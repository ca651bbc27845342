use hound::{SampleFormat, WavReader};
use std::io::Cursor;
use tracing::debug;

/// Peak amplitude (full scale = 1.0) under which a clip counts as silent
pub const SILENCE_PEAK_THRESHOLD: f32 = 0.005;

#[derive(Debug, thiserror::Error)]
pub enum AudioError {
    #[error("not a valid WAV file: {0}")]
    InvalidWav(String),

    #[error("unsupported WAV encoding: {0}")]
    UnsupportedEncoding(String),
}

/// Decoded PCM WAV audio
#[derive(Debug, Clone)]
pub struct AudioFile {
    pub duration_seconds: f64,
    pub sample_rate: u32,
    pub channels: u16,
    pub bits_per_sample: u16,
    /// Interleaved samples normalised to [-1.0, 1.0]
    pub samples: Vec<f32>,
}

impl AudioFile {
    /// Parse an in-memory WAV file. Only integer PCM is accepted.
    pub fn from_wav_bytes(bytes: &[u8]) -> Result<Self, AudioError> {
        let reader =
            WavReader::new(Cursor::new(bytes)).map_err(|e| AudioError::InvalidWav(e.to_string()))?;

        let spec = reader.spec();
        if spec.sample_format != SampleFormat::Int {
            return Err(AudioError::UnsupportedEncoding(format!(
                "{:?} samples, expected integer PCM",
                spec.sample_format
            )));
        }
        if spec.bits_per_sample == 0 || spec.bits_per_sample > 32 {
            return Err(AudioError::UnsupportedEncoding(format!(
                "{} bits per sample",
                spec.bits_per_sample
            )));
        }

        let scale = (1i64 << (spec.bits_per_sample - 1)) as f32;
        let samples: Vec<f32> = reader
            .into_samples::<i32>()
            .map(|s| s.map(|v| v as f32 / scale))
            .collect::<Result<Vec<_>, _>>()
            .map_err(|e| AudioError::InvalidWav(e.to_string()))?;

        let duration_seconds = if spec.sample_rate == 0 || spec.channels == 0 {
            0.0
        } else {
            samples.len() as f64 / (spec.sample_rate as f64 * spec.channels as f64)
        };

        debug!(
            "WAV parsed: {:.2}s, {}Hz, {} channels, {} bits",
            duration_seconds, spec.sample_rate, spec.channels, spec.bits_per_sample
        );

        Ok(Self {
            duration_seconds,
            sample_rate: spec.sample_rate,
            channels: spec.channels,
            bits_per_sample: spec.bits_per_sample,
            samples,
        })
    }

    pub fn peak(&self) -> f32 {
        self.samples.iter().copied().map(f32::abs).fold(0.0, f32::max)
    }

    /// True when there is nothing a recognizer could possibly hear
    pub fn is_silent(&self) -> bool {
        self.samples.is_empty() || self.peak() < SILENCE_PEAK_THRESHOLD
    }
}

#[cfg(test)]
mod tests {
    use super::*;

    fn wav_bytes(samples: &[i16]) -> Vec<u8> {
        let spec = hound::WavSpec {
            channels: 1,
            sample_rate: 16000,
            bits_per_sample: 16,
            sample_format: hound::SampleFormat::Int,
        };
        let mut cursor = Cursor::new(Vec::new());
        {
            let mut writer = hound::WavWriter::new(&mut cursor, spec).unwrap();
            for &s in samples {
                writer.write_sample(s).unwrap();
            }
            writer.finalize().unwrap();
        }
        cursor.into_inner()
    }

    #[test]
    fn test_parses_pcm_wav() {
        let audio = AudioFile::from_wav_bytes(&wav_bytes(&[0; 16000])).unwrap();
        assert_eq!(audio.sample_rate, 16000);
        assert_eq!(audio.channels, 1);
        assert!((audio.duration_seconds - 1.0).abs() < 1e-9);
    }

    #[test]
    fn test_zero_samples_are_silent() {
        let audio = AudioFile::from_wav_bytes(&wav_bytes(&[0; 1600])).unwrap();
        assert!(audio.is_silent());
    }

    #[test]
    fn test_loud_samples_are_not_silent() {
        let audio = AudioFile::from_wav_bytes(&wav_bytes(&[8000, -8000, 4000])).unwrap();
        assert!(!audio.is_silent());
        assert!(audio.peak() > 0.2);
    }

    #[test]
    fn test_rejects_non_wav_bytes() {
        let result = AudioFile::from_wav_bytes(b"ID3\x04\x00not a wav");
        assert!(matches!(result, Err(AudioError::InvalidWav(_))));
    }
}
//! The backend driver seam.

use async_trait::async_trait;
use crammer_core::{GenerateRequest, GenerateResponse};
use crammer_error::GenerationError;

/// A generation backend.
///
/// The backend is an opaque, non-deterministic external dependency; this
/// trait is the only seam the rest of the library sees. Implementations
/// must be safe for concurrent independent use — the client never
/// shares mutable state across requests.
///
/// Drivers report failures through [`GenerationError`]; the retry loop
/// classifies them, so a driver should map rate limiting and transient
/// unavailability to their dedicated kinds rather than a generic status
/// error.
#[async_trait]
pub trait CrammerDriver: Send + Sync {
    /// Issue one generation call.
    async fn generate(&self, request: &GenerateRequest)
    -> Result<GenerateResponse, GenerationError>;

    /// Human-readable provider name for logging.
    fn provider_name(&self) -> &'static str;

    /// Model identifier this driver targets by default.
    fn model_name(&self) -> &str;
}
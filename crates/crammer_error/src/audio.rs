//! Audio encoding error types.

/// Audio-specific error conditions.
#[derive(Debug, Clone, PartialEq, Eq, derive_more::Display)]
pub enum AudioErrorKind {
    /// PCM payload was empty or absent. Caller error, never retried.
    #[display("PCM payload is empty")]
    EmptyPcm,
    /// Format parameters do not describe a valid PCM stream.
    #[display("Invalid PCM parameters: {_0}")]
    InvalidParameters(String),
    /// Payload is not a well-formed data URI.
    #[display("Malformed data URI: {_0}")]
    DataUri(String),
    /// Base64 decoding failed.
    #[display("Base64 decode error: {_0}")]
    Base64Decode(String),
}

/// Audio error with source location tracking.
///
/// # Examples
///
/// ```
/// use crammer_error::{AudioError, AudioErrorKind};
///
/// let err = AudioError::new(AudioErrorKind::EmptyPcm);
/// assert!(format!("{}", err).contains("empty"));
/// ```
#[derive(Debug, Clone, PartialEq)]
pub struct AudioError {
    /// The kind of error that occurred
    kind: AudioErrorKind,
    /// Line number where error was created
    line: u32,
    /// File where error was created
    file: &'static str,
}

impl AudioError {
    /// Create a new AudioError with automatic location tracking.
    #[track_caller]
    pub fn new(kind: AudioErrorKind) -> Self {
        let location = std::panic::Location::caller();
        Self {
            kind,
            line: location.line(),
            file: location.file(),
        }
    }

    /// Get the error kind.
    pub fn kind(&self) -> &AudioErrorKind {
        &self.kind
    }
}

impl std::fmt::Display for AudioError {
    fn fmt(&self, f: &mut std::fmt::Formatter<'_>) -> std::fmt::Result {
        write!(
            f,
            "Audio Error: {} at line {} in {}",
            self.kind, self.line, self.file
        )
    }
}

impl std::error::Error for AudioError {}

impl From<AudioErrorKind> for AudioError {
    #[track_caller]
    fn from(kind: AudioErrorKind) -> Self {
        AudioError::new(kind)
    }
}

◆ ◆ ◆ ◆

**TASK INSTRUCTIONS**.
Return each line above exactly as it appears.

**ANSWER SPACE**.
repository ca651bbc27845342
use hound::{SampleFormat, WavReader};
use std::io::Cursor;
use tracing::debug;

/// Peak amplitude (full scale = 1.0) under which a clip counts as silent
pub const SILENCE_PEAK_THRESHOLD: f32 = 0.005;

#[derive(Debug, thiserror::Error)]
pub enum AudioError {
    #[error("not a valid WAV file: {0}")]
    InvalidWav(String),

    #[error("unsupported WAV encoding: {0}")]
    UnsupportedEncoding(String),
}

/// Decoded PCM WAV audio
#[derive(Debug, Clone)]
pub struct AudioFile {
    pub duration_seconds: f64,
    pub sample_rate: u32,
    pub channels: u16,
    pub bits_per_sample: u16,
    /// Interleaved samples normalised to [-1.0, 1.0]
    pub samples: Vec<f32>,
}

impl AudioFile {
    /// Parse an in-memory WAV file. Only integer PCM is accepted.
    pub fn from_wav_bytes(bytes: &[u8]) -> Result<Self, AudioError> {
        let reader =
            WavReader::new(Cursor::new(bytes)).map_err(|e| AudioError::InvalidWav(e.to_string()))?;

        let spec = reader.spec();
        if spec.sample_format != SampleFormat::Int {
            return Err(AudioError::UnsupportedEncoding(format!(
                "{:?} samples, expected integer PCM",
                spec.sample_format
            )));
        }
        if spec.bits_per_sample == 0 || spec.bits_per_sample > 32 {
            return Err(AudioError::UnsupportedEncoding(format!(
                "{} bits per sample",
                spec.bits_per_sample
            )));
        }

        let scale = (1i64 << (spec.bits_per_sample - 1)) as f32;
        let samples: Vec<f32> = reader
            .into_samples::<i32>()
            .map(|s| s.map(|v| v as f32 / scale))
            .collect::<Result<Vec<_>, _>>()
            .map_err(|e| AudioError::InvalidWav(e.to_string()))?;

        let duration_seconds = if spec.sample_rate == 0 || spec.channels == 0 {
            0.0
        } else {
            samples.len() as f64 / (spec.sample_rate as f64 * spec.channels as f64)
        };

        debug!(
            "WAV parsed: {:.2}s, {}Hz, {} channels, {} bits",
            duration_seconds, spec.sample_rate, spec.channels, spec.bits_per_sample
        );

        Ok(Self {
            duration_seconds,
            sample_rate: spec.sample_rate,
            channels: spec.channels,
            bits_per_sample: spec.bits_per_sample,
            samples,
        })
    }

    pub fn peak(&self) -> f32 {
        self.samples.iter().copied().map(f32::abs).fold(0.0, f32::max)
    }

    /// True when there is nothing a recognizer could possibly hear
    pub fn is_silent(&self) -> bool {
        self.samples.is_empty() || self.peak() < SILENCE_PEAK_THRESHOLD
    }
}

#[cfg(test)]
mod tests {
    use super::*;

    fn wav_bytes(samples: &[i16]) -> Vec<u8> {
        let spec = hound::WavSpec {
            channels: 1,
            sample_rate: 16000,
            bits_per_sample: 16,
            sample_format: hound::SampleFormat::Int,
        };
        let mut cursor = Cursor::new(Vec::new());
        {
            let mut writer = hound::WavWriter::new(&mut cursor, spec).unwrap();
            for &s in samples {
                writer.write_sample(s).unwrap();
            }
            writer.finalize().unwrap();
        }
        cursor.into_inner()
    }

    #[test]
    fn test_parses_pcm_wav() {
        let audio = AudioFile::from_wav_bytes(&wav_bytes(&[0; 16000])).unwrap();
        assert_eq!(audio.sample_rate, 16000);
        assert_eq!(audio.channels, 1);
        assert!((audio.duration_seconds - 1.0).abs() < 1e-9);
    }

    #[test]
    fn test_zero_samples_are_silent() {
        let audio = AudioFile::from_wav_bytes(&wav_bytes(&[0; 1600])).unwrap();
        assert!(audio.is_silent());
    }

    #[test]
    fn test_loud_samples_are_not_silent() {
        let audio = AudioFile::from_wav_bytes(&wav_bytes(&[8000, -8000, 4000])).unwrap();
        assert!(!audio.is_silent());
        assert!(audio.peak() > 0.2);
    }

    #[test]
    fn test_rejects_non_wav_bytes() {
        let result = AudioFile::from_wav_bytes(b"ID3\x04\x00not a wav");
        assert!(matches!(result, Err(AudioError::InvalidWav(_))));
    }
}
//! The backend driver seam.

use async_trait::async_trait;
use crammer_core::{GenerateRequest, GenerateResponse};
use crammer_error::GenerationError;

/// A generation backend.
///
/// The backend is an opaque, non-deterministic external dependency; this
/// trait is the only seam the rest of the library sees. Implementations
/// must be safe for concurrent independent use — the client never
/// shares mutable state across requests.
///
/// Drivers report failures through [`GenerationError`]; the retry loop
/// classifies them, so a driver should map rate limiting and transient
/// unavailability to their dedicated kinds rather than a generic status
/// error.
#[async_trait]
pub trait CrammerDriver: Send + Sync {
    /// Issue one generation call.
    async fn generate(&self, request: &GenerateRequest)
    -> Result<GenerateResponse, GenerationError>;

    /// Human-readable provider name for logging.
    fn provider_name(&self) -> &'static str;

    /// Model identifier this driver targets by default.
    fn model_name(&self) -> &str;
}
filename crates/crammer_error/src/audio.rs
//! Audio encoding error types.

/// Audio-specific error conditions.
#[derive(Debug, Clone, PartialEq, Eq, derive_more::Display)]
pub enum AudioErrorKind {
    /// PCM payload was empty or absent. Caller error, never retried.
    #[display("PCM payload is empty")]
    EmptyPcm,
    /// Format parameters do not describe a valid PCM stream.
    #[display("Invalid PCM parameters: {_0}")]
    InvalidParameters(String),
    /// Payload is not a well-formed data URI.
    #[display("Malformed data URI: {_0}")]
    DataUri(String),
    /// Base64 decoding failed.
    #[display("Base64 decode error: {_0}")]
    Base64Decode(String),
}

/// Audio error with source location tracking.
///
/// # Examples
///
/// ```
/// use crammer_error::{AudioError, AudioErrorKind};
///
/// let err = AudioError::new(AudioErrorKind::EmptyPcm);
/// assert!(format!("{}", err).contains("empty"));
/// ```
#[derive(Debug, Clone, PartialEq)]
pub struct AudioError {
    /// The kind of error that occurred
    kind: AudioErrorKind,
    /// Line number where error was created
    line: u32,
    /// File where error was created
    file: &'static str,
}

impl AudioError {
    /// Create a new AudioError with automatic location tracking.
    #[track_caller]
    pub fn new(kind: AudioErrorKind) -> Self {
        let location = std::panic::Location::caller();
        Self {
            kind,
            line: location.line(),
            file: location.file(),
        }
    }

    /// Get the error kind.
    pub fn kind(&self) -> &AudioErrorKind {
        &self.kind
    }
}

impl std::fmt::Display for AudioError {
    fn fmt(&self, f: &mut std::fmt::Formatter<'_>) -> std::fmt::Result {
        write!(
            f,
            "Audio Error: {} at line {} in {}",
            self.kind, self.line, self.file
        )
    }
}

impl std::error::Error for AudioError {}

impl From<AudioErrorKind> for AudioError {
    #[track_caller]
    fn from(kind: AudioErrorKind) -> Self {
        AudioError::new(kind)
    }
}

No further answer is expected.